[Collected data]
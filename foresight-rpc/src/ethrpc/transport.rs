//! Transports carrying JSON-RPC calls to a node.

use std::sync::atomic::{AtomicU64, Ordering};
use std::time::Duration;

use async_trait::async_trait;
use reqwest::StatusCode;
use serde_json::Value;
use tracing::debug;

use super::RpcError;
use crate::types::{JsonRpcError, JsonRpcRequest};

/// One JSON-RPC round trip. Implementations classify failures; retry is the
/// client's job.
#[async_trait]
pub trait RpcTransport: Send + Sync {
    async fn request(&self, method: &str, params: Value) -> Result<Value, RpcError>;
}

/// JSON-RPC over HTTP POST.
pub struct HttpTransport {
    client: reqwest::Client,
    url: String,
    next_id: AtomicU64,
}

impl HttpTransport {
    pub fn new(url: impl Into<String>, timeout: Duration) -> Result<Self, RpcError> {
        let client = reqwest::Client::builder()
            .timeout(timeout)
            .build()
            .map_err(|e| RpcError::Protocol(format!("failed to build HTTP client: {e}")))?;
        Ok(Self {
            client,
            url: url.into(),
            next_id: AtomicU64::new(1),
        })
    }

    pub fn url(&self) -> &str {
        &self.url
    }
}

fn classify_reqwest(err: reqwest::Error) -> RpcError {
    if err.is_timeout() || err.is_connect() || err.is_request() {
        RpcError::Transient(err.to_string())
    } else {
        RpcError::Protocol(err.to_string())
    }
}

#[async_trait]
impl RpcTransport for HttpTransport {
    async fn request(&self, method: &str, params: Value) -> Result<Value, RpcError> {
        let id = self.next_id.fetch_add(1, Ordering::Relaxed);
        let payload = JsonRpcRequest::new(id, method, params);
        debug!(method, id, "sending upstream RPC request");

        let resp = self
            .client
            .post(&self.url)
            .json(&payload)
            .send()
            .await
            .map_err(classify_reqwest)?;

        let status = resp.status();
        if status.is_server_error() || status == StatusCode::TOO_MANY_REQUESTS {
            return Err(RpcError::Transient(format!("HTTP {status}")));
        }
        if !status.is_success() {
            return Err(RpcError::Protocol(format!("HTTP {status}")));
        }

        let body: Value = resp.json().await.map_err(|e| {
            if e.is_timeout() {
                RpcError::Transient(e.to_string())
            } else {
                RpcError::Protocol(format!("response is not JSON: {e}"))
            }
        })?;
        parse_response(body)
    }
}

/// Split a JSON-RPC response envelope into its result or error.
pub fn parse_response(body: Value) -> Result<Value, RpcError> {
    if let Some(error) = body.get("error").filter(|e| !e.is_null()) {
        let error: JsonRpcError = serde_json::from_value(error.clone())
            .map_err(|e| RpcError::Protocol(format!("malformed error object: {e}")))?;
        return Err(RpcError::Node {
            code: error.code,
            message: error.message,
            data: error.data,
        });
    }
    body.get("result")
        .cloned()
        .ok_or_else(|| RpcError::Protocol("response carries neither result nor error".into()))
}

#[cfg(test)]
mod tests {
    use super::*;
    use serde_json::json;
    use wiremock::matchers::{body_partial_json, method};
    use wiremock::{Mock, MockServer, ResponseTemplate};

    fn transport(server: &MockServer) -> HttpTransport {
        HttpTransport::new(server.uri(), Duration::from_secs(5)).unwrap()
    }

    #[tokio::test]
    async fn test_http_result() {
        let server = MockServer::start().await;
        Mock::given(method("POST"))
            .and(body_partial_json(json!({"method": "eth_chainId"})))
            .respond_with(
                ResponseTemplate::new(200).set_body_json(json!({"jsonrpc": "2.0", "id": 1, "result": "0x1"})),
            )
            .mount(&server)
            .await;

        let result = transport(&server).request("eth_chainId", json!([])).await.unwrap();
        assert_eq!(result, "0x1");
    }

    #[tokio::test]
    async fn test_http_node_error() {
        let server = MockServer::start().await;
        Mock::given(method("POST"))
            .respond_with(ResponseTemplate::new(200).set_body_json(json!({
                "jsonrpc": "2.0",
                "id": 1,
                "error": {"code": 3, "message": "execution reverted", "data": "0x1234"}
            })))
            .mount(&server)
            .await;

        let err = transport(&server)
            .request("eth_estimateGas", json!([{}]))
            .await
            .unwrap_err();
        match err {
            RpcError::Node { code, message, data } => {
                assert_eq!(code, 3);
                assert_eq!(message, "execution reverted");
                assert_eq!(data, Some(json!("0x1234")));
            }
            other => panic!("unexpected error {other:?}"),
        }
    }

    #[tokio::test]
    async fn test_http_5xx_and_429_are_transient() {
        let server = MockServer::start().await;
        Mock::given(method("POST"))
            .respond_with(ResponseTemplate::new(503))
            .mount(&server)
            .await;
        let err = transport(&server).request("eth_blockNumber", json!([])).await.unwrap_err();
        assert!(err.is_transient());

        let server = MockServer::start().await;
        Mock::given(method("POST"))
            .respond_with(ResponseTemplate::new(429))
            .mount(&server)
            .await;
        let err = transport(&server).request("eth_blockNumber", json!([])).await.unwrap_err();
        assert!(err.is_transient());
    }

    #[tokio::test]
    async fn test_http_garbage_is_protocol_error() {
        let server = MockServer::start().await;
        Mock::given(method("POST"))
            .respond_with(ResponseTemplate::new(200).set_body_string("not json"))
            .mount(&server)
            .await;
        let err = transport(&server).request("eth_blockNumber", json!([])).await.unwrap_err();
        assert!(matches!(err, RpcError::Protocol(_)));
    }

    #[tokio::test]
    async fn test_connection_refused_is_transient() {
        let transport = HttpTransport::new("http://127.0.0.1:1", Duration::from_secs(1)).unwrap();
        let err = transport.request("eth_blockNumber", json!([])).await.unwrap_err();
        assert!(err.is_transient());
    }

    #[test]
    fn test_parse_response_null_result_is_ok() {
        let value = parse_response(json!({"jsonrpc": "2.0", "id": 1, "result": null})).unwrap();
        assert!(value.is_null());
        assert!(parse_response(json!({"jsonrpc": "2.0", "id": 1})).is_err());
    }
}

DIRECTIONS. Nothing but an exact copy of the lines from the start of the entries through the line containing "pub trait RpcTransport: Send" belongs in the response.

RESPONSE.
filename foresight-rpc/src/ethrpc/transport.rs
//! Transports carrying JSON-RPC calls to a node.

use std::sync::atomic::{AtomicU64, Ordering};
use std::time::Duration;

use async_trait::async_trait;
use reqwest::StatusCode;
use serde_json::Value;
use tracing::debug;

use super::RpcError;
use crate::types::{JsonRpcError, JsonRpcRequest};

/// One JSON-RPC round trip. Implementations classify failures; retry is the
/// client's job.
#[async_trait]
pub trait RpcTransport: Send + Sync {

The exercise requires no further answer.